**** AVAILABLE DATA ****
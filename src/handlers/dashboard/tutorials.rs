use axum::extract::{Multipart, Path, State};
use axum::http::HeaderMap;
use axum::Json;
use uuid::Uuid;

use super::read_mutation_form;
use crate::actions::{create_item, delete_item, update_item, ActionResult};
use crate::auth::session_token_from_headers;
use crate::database::content::ListFilter;
use crate::database::tutorials::{BlogPostDraft, BlogPostRecord};
use crate::error::ApiError;
use crate::middleware::{ApiResponse, ApiResult};
use crate::state::AppState;

/// GET /dashboard/tutorials - full list, unpublished included.
pub async fn list(State(state): State<AppState>) -> ApiResult<Vec<BlogPostRecord>> {
    let items = state.tutorials.list(&ListFilter::default()).await?;
    Ok(ApiResponse::success(items))
}

pub async fn create(
    State(state): State<AppState>,
    headers: HeaderMap,
    mut multipart: Multipart,
) -> Result<Json<ActionResult>, ApiError> {
    let form = read_mutation_form::<BlogPostDraft>(&mut multipart).await?;
    let token = session_token_from_headers(&headers);
    let deps = state.action_deps();
    Ok(Json(
        create_item(&deps, state.tutorials.as_ref(), token.as_deref(), form.draft, form.image).await,
    ))
}

pub async fn update(
    State(state): State<AppState>,
    Path(id): Path<Uuid>,
    headers: HeaderMap,
    mut multipart: Multipart,
) -> Result<Json<ActionResult>, ApiError> {
    let form = read_mutation_form::<BlogPostDraft>(&mut multipart).await?;
    let token = session_token_from_headers(&headers);
    let deps = state.action_deps();
    Ok(Json(
        update_item(
            &deps,
            state.tutorials.as_ref(),
            token.as_deref(),
            Some(id),
            form.draft,
            form.image,
        )
        .await,
    ))
}

pub async fn remove(
    State(state): State<AppState>,
    Path(id): Path<Uuid>,
    headers: HeaderMap,
) -> Json<ActionResult> {
    let token = session_token_from_headers(&headers);
    let deps = state.action_deps();
    Json(delete_item(&deps, state.tutorials.as_ref(), token.as_deref(), id).await)
}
****
** EXERCISE INSTRUCTIONS **
Reproduce the entries above in full, so that each one reads exactly as before.

** RESULT BELOW **
filename src/handlers/dashboard/tutorials.rs
use axum::extract::{Multipart, Path, State};
use axum::http::HeaderMap;
use axum::Json;
use uuid::Uuid;

use super::read_mutation_form;
use crate::actions::{create_item, delete_item, update_item, ActionResult};
use crate::auth::session_token_from_headers;
use crate::database::content::ListFilter;
use crate::database::tutorials::{BlogPostDraft, BlogPostRecord};
use crate::error::ApiError;
use crate::middleware::{ApiResponse, ApiResult};
use crate::state::AppState;

/// GET /dashboard/tutorials - full list, unpublished included.
pub async fn list(State(state): State<AppState>) -> ApiResult<Vec<BlogPostRecord>> {
    let items = state.tutorials.list(&ListFilter::default()).await?;
    Ok(ApiResponse::success(items))
}

pub async fn create(
    State(state): State<AppState>,
    headers: HeaderMap,
    mut multipart: Multipart,
) -> Result<Json<ActionResult>, ApiError> {
    let form = read_mutation_form::<BlogPostDraft>(&mut multipart).await?;
    let token = session_token_from_headers(&headers);
    let deps = state.action_deps();
    Ok(Json(
        create_item(&deps, state.tutorials.as_ref(), token.as_deref(), form.draft, form.image).await,
    ))
}

pub async fn update(
    State(state): State<AppState>,
    Path(id): Path<Uuid>,
    headers: HeaderMap,
    mut multipart: Multipart,
) -> Result<Json<ActionResult>, ApiError> {
    let form = read_mutation_form::<BlogPostDraft>(&mut multipart).await?;
    let token = session_token_from_headers(&headers);
    let deps = state.action_deps();
    Ok(Json(
        update_item(
            &deps,
            state.tutorials.as_ref(),
            token.as_deref(),
            Some(id),
            form.draft,
            form.image,
        )
        .await,
    ))
}

pub async fn remove(
    State(state): State<AppState>,
    Path(id): Path<Uuid>,
    headers: HeaderMap,
) -> Json<ActionResult> {
    let token = session_token_from_headers(&headers);
    let deps = state.action_deps();
    Json(delete_item(&deps, state.tutorials.as_ref(), token.as_deref(), id).await)
}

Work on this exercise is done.